> To do: With both ends included, repeat exactly the lines of the entries below from the one containing "if record.last_visit == 0" down to the one containing "let (host, path)", and no others.

> Information:
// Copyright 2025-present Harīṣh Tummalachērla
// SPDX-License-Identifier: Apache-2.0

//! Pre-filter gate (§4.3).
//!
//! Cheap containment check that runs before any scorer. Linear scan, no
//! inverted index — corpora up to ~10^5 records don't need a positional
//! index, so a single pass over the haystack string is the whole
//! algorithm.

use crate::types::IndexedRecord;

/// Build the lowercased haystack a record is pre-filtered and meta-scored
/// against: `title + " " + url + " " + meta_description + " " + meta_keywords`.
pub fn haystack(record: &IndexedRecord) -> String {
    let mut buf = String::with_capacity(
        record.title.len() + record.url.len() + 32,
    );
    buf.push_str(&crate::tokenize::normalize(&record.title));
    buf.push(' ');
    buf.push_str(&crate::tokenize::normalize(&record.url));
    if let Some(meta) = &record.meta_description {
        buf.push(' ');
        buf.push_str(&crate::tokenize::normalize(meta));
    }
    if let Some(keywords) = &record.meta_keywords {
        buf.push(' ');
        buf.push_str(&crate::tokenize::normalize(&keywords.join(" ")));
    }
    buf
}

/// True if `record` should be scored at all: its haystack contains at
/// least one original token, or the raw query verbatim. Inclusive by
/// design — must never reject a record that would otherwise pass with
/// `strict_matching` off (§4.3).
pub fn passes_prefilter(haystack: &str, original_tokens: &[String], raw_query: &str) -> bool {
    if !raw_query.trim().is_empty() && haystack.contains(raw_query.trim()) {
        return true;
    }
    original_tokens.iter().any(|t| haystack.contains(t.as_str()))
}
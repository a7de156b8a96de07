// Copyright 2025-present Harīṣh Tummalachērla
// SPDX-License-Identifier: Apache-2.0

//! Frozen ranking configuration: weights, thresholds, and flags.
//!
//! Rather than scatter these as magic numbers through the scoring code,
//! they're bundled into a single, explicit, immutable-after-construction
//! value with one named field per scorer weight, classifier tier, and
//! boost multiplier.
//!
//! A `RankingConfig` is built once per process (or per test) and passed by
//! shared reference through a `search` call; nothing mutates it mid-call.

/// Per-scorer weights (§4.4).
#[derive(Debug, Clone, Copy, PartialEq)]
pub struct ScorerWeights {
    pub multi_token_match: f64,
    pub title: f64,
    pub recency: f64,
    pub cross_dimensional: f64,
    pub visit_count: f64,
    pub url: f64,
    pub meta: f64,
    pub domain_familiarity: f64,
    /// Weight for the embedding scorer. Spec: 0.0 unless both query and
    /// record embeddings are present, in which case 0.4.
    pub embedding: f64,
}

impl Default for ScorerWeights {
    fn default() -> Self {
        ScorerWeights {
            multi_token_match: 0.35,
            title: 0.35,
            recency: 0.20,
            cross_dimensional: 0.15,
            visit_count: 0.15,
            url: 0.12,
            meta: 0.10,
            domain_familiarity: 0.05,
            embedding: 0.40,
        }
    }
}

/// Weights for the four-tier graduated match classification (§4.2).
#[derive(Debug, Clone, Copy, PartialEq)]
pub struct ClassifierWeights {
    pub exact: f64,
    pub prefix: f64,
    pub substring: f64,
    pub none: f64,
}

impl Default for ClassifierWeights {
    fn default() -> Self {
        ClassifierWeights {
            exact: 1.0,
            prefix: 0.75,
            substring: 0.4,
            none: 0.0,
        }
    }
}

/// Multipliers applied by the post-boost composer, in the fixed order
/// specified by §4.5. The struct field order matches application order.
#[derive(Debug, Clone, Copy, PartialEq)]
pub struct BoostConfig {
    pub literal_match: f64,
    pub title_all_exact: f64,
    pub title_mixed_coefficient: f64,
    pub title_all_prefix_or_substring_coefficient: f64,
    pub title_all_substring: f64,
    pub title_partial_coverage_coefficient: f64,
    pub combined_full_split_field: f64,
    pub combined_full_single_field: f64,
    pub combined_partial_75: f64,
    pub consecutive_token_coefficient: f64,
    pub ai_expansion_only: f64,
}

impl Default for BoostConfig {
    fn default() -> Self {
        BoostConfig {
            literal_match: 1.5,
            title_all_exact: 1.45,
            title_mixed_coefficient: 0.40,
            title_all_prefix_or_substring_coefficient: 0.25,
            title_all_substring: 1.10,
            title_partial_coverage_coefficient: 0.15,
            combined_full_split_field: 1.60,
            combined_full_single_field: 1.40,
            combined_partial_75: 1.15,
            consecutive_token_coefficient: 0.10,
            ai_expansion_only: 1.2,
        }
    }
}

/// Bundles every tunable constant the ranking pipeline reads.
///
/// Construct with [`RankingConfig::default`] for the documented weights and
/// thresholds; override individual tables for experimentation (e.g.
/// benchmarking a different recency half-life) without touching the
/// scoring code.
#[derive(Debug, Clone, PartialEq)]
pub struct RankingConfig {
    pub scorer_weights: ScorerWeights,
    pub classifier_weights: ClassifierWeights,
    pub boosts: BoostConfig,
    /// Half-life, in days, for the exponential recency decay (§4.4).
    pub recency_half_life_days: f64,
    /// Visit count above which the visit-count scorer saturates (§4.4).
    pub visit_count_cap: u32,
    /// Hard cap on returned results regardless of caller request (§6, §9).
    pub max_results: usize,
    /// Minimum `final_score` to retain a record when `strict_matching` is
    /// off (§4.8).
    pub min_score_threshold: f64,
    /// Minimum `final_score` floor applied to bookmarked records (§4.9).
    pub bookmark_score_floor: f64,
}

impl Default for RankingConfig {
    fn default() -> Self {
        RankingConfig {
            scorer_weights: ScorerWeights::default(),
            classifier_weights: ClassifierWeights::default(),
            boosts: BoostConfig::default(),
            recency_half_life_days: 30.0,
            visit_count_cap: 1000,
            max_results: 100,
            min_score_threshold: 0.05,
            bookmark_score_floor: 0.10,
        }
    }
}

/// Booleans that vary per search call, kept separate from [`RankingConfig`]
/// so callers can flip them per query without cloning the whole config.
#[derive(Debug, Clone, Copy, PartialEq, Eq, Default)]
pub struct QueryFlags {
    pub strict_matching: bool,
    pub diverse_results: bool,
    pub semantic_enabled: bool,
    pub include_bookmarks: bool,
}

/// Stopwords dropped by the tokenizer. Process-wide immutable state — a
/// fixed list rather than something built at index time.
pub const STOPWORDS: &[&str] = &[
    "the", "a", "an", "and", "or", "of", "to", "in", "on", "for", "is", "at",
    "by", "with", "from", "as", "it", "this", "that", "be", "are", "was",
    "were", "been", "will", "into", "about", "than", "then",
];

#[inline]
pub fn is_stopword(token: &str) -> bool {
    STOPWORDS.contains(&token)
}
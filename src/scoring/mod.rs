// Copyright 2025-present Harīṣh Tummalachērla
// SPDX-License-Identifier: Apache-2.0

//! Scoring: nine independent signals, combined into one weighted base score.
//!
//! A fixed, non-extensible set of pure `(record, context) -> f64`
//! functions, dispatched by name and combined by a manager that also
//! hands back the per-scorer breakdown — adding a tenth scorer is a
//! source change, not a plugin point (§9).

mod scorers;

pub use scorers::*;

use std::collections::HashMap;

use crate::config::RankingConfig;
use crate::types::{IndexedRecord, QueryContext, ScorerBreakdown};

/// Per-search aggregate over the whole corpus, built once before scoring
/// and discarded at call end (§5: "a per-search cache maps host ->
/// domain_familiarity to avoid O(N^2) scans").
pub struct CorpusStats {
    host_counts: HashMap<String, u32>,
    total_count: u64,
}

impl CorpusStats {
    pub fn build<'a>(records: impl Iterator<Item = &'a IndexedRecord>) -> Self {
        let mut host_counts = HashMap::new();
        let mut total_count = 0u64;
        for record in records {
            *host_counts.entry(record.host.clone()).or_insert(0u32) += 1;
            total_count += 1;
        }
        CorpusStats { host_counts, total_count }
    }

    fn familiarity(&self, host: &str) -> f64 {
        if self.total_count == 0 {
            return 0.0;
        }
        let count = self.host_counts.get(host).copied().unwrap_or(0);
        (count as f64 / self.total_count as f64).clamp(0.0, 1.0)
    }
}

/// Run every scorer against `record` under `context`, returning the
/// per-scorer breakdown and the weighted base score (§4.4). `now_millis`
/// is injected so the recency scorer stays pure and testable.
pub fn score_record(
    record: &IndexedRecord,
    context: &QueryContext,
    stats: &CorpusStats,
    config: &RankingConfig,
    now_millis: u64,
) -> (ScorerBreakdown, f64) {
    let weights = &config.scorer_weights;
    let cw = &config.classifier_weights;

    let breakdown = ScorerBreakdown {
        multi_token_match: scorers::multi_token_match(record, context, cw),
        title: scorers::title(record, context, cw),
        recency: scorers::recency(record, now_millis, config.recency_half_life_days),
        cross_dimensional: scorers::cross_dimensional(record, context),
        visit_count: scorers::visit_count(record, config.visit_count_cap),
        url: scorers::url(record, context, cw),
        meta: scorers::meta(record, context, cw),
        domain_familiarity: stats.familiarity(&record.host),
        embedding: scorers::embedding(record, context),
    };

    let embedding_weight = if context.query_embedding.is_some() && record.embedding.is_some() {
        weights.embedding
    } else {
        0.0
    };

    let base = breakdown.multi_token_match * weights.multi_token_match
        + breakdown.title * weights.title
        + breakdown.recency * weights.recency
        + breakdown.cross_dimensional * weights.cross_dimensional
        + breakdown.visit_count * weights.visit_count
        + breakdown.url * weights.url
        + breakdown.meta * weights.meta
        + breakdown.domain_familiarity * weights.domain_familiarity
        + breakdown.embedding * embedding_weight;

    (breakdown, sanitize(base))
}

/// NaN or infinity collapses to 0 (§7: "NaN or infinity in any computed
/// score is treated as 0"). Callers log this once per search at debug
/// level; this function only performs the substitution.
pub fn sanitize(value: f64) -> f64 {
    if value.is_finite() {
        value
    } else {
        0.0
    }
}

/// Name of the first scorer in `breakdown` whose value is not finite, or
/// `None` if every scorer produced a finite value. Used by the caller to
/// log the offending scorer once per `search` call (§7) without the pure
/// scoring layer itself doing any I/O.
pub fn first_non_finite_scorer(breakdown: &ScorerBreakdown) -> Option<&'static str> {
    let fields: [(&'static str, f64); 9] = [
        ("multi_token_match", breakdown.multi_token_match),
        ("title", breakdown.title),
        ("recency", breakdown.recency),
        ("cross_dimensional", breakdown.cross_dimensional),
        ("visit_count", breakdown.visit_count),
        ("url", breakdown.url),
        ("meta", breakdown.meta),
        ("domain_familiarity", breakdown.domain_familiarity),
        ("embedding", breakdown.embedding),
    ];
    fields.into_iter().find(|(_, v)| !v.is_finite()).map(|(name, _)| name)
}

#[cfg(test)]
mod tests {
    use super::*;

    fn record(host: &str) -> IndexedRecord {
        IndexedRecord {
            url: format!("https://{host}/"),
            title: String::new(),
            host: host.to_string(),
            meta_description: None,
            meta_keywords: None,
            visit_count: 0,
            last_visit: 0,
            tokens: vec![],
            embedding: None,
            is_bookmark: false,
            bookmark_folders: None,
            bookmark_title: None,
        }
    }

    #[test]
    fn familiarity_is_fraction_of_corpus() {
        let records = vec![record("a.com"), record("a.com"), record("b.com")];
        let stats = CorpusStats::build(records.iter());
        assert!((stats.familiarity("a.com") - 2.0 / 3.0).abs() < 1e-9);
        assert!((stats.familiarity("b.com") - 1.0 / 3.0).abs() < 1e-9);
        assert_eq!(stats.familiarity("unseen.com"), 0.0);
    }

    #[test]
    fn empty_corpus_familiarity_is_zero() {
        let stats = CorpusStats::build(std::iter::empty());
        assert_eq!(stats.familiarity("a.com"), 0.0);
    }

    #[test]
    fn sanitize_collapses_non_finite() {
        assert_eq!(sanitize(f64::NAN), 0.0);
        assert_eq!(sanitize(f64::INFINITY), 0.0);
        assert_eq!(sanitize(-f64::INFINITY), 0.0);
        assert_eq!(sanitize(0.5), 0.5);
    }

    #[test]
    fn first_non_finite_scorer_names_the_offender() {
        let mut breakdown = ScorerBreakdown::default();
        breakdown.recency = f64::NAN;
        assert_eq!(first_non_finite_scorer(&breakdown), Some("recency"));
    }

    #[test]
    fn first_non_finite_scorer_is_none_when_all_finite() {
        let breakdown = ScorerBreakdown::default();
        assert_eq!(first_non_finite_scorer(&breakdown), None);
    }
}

---

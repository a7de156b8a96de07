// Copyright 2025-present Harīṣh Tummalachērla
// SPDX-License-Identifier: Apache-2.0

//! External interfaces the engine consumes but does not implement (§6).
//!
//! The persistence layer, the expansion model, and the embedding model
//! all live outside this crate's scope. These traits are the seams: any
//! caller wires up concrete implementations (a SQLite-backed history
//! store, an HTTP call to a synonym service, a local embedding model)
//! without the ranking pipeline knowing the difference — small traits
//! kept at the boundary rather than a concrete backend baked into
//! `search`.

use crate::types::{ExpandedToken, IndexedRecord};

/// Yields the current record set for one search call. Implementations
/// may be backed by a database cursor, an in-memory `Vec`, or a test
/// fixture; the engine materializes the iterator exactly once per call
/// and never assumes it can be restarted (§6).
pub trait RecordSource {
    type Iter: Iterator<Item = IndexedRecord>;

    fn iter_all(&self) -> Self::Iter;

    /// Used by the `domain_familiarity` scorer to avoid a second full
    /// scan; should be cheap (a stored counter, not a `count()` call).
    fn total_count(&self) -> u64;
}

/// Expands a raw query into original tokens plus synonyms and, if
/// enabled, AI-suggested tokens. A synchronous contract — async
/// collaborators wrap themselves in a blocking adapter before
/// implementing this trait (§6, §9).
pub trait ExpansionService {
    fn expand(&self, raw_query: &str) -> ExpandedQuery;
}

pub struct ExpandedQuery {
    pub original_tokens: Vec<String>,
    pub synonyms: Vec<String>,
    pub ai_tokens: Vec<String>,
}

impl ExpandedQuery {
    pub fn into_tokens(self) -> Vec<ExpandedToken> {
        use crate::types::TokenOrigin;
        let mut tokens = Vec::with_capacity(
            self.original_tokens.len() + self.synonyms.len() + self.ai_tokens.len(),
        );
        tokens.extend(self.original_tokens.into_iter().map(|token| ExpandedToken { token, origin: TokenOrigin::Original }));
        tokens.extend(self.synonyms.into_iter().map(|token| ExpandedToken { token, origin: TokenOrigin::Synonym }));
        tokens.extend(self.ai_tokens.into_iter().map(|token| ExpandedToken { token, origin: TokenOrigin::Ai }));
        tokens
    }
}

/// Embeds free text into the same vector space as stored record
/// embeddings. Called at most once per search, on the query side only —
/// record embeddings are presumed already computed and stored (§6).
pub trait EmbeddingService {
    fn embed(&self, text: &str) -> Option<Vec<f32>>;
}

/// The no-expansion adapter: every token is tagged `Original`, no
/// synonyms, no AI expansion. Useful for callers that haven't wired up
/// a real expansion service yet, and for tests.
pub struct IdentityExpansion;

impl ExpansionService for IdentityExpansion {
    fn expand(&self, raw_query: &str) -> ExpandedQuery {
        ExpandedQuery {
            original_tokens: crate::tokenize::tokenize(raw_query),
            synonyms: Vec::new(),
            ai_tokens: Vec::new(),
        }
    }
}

==

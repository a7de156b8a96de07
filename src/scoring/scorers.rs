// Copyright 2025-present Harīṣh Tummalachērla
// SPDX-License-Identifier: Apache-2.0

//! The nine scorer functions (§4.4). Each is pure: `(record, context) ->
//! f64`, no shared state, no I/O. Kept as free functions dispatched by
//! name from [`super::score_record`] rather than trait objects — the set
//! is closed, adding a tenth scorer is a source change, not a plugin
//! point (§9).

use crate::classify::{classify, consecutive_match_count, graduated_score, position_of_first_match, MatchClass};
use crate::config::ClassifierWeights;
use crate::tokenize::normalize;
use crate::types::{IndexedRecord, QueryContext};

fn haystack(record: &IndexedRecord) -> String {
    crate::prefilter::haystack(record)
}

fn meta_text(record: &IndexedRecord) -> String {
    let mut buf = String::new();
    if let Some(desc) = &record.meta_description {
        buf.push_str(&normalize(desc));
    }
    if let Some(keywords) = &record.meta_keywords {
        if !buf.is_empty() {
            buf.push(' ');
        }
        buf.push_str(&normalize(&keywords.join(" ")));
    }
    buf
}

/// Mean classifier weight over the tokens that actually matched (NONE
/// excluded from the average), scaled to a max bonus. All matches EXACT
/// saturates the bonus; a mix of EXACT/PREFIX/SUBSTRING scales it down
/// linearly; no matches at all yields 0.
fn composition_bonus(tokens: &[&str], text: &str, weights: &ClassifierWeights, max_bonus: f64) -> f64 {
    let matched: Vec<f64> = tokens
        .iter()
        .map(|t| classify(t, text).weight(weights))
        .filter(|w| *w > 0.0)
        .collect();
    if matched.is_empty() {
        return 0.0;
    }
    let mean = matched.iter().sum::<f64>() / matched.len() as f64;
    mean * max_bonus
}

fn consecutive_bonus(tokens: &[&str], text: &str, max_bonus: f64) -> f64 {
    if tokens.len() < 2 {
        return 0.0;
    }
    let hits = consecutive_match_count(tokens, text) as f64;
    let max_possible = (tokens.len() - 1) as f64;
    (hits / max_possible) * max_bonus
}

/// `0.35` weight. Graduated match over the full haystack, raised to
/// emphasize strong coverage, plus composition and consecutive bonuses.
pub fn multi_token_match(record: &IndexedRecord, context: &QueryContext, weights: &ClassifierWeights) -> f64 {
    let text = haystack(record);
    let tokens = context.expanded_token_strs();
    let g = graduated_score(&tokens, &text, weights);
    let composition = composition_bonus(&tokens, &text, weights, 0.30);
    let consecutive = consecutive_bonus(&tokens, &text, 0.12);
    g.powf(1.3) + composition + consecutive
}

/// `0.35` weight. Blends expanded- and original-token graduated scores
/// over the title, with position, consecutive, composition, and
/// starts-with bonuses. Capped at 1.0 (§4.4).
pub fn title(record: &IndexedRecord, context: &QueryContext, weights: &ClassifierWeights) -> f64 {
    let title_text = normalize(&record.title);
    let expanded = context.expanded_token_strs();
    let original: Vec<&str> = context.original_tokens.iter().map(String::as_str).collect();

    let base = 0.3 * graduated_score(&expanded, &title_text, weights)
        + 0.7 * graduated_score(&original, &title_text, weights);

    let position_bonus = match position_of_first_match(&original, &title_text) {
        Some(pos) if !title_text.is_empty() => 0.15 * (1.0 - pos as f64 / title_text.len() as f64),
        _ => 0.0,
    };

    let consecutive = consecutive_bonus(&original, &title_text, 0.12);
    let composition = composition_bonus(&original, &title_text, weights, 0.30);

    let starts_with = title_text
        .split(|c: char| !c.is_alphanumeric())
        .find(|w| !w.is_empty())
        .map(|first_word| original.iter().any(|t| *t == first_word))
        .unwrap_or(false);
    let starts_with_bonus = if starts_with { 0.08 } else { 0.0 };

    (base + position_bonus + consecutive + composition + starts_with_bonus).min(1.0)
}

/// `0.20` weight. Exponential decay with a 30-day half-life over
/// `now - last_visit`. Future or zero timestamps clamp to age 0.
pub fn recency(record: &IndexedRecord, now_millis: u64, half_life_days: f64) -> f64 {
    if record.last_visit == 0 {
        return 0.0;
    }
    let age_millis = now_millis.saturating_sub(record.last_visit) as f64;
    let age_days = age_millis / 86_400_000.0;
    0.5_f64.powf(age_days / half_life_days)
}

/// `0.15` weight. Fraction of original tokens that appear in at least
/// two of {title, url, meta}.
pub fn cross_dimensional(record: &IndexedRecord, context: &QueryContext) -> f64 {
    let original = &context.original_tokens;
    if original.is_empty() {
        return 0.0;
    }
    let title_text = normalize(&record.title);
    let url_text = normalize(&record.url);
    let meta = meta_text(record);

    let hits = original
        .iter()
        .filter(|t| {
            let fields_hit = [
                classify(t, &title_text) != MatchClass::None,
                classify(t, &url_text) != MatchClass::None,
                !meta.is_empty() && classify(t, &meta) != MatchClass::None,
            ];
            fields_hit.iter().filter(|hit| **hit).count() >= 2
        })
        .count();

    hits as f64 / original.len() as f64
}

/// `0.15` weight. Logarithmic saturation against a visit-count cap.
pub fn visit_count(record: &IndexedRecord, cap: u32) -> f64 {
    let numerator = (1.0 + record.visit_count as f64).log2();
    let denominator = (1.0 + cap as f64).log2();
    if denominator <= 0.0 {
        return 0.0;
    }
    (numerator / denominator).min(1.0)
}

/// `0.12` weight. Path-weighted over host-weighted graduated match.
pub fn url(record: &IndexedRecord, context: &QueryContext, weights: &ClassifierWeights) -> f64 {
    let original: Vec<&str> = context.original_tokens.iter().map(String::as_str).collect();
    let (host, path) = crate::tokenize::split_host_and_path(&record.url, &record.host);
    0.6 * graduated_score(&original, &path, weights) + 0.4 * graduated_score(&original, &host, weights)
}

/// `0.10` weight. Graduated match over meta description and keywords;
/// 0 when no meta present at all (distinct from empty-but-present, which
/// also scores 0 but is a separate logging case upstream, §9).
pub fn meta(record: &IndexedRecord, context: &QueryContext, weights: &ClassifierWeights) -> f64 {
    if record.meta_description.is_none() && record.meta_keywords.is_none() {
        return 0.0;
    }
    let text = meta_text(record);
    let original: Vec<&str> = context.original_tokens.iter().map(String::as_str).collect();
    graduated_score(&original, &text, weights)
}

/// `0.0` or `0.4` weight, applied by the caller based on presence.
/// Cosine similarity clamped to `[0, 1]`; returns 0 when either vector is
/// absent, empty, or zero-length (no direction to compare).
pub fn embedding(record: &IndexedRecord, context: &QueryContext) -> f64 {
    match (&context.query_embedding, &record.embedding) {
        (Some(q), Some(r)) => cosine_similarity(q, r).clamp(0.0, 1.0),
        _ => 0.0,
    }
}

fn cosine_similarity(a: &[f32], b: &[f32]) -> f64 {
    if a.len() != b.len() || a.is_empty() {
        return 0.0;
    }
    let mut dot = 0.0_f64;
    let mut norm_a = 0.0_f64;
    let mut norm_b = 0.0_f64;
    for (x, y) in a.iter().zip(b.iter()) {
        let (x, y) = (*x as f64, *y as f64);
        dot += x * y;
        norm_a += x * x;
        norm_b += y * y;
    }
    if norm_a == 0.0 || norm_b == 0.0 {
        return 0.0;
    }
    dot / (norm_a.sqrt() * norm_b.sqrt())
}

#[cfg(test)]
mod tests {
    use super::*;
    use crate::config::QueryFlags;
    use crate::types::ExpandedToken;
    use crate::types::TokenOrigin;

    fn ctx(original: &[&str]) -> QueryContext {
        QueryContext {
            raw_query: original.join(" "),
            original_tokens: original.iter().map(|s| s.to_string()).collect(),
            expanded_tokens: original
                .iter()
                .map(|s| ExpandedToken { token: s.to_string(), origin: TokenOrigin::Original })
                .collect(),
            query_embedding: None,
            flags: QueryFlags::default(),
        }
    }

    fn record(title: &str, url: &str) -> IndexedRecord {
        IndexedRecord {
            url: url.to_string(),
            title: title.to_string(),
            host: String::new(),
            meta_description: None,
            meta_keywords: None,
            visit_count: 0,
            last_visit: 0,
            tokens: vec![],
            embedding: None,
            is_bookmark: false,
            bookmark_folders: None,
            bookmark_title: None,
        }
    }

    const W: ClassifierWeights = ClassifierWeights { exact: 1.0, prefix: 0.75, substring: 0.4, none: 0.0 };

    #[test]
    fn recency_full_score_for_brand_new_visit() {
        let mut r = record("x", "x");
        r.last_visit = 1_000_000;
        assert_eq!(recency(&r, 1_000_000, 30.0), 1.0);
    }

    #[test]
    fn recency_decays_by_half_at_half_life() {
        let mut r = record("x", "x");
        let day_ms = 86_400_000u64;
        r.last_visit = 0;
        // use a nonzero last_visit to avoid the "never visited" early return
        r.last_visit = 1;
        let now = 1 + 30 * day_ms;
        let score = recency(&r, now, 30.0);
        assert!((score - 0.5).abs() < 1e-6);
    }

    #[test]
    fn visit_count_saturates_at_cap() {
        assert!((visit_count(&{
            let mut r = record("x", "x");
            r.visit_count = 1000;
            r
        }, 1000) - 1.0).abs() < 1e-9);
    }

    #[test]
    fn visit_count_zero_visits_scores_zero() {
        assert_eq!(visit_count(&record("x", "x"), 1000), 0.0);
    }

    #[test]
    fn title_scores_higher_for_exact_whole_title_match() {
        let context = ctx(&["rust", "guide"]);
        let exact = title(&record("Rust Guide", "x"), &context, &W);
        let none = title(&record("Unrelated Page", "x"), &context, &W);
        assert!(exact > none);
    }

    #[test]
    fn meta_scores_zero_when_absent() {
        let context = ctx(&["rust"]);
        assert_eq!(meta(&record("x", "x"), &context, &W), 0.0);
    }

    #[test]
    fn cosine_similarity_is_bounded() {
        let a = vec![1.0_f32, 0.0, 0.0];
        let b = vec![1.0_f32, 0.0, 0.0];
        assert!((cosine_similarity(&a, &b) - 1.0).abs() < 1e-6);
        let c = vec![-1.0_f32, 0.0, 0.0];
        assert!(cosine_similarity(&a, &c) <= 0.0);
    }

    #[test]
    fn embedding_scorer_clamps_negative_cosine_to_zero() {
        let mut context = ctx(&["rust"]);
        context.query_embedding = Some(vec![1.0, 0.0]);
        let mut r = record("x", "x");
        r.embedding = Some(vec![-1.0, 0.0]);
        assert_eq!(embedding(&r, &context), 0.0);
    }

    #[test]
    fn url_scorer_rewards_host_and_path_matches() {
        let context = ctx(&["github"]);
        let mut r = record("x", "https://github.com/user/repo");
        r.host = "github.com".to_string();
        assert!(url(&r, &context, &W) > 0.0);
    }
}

> Exercise response:
    if record.last_visit == 0 {
        return 0.0;
    }
    let age_millis = now_millis.saturating_sub(record.last_visit) as f64;
    let age_days = age_millis / 86_400_000.0;
    0.5_f64.powf(age_days / half_life_days)
}

/// `0.15` weight. Fraction of original tokens that appear in at least
/// two of {title, url, meta}.
pub fn cross_dimensional(record: &IndexedRecord, context: &QueryContext) -> f64 {
    let original = &context.original_tokens;
    if original.is_empty() {
        return 0.0;
    }
    let title_text = normalize(&record.title);
    let url_text = normalize(&record.url);
    let meta = meta_text(record);

    let hits = original
        .iter()
        .filter(|t| {
            let fields_hit = [
                classify(t, &title_text) != MatchClass::None,
                classify(t, &url_text) != MatchClass::None,
                !meta.is_empty() && classify(t, &meta) != MatchClass::None,
            ];
            fields_hit.iter().filter(|hit| **hit).count() >= 2
        })
        .count();

    hits as f64 / original.len() as f64
}

/// `0.15` weight. Logarithmic saturation against a visit-count cap.
pub fn visit_count(record: &IndexedRecord, cap: u32) -> f64 {
    let numerator = (1.0 + record.visit_count as f64).log2();
    let denominator = (1.0 + cap as f64).log2();
    if denominator <= 0.0 {
        return 0.0;
    }
    (numerator / denominator).min(1.0)
}

/// `0.12` weight. Path-weighted over host-weighted graduated match.
pub fn url(record: &IndexedRecord, context: &QueryContext, weights: &ClassifierWeights) -> f64 {
    let original: Vec<&str> = context.original_tokens.iter().map(String::as_str).collect();
    let (host, path) = crate::tokenize::split_host_and_path(&record.url, &record.host);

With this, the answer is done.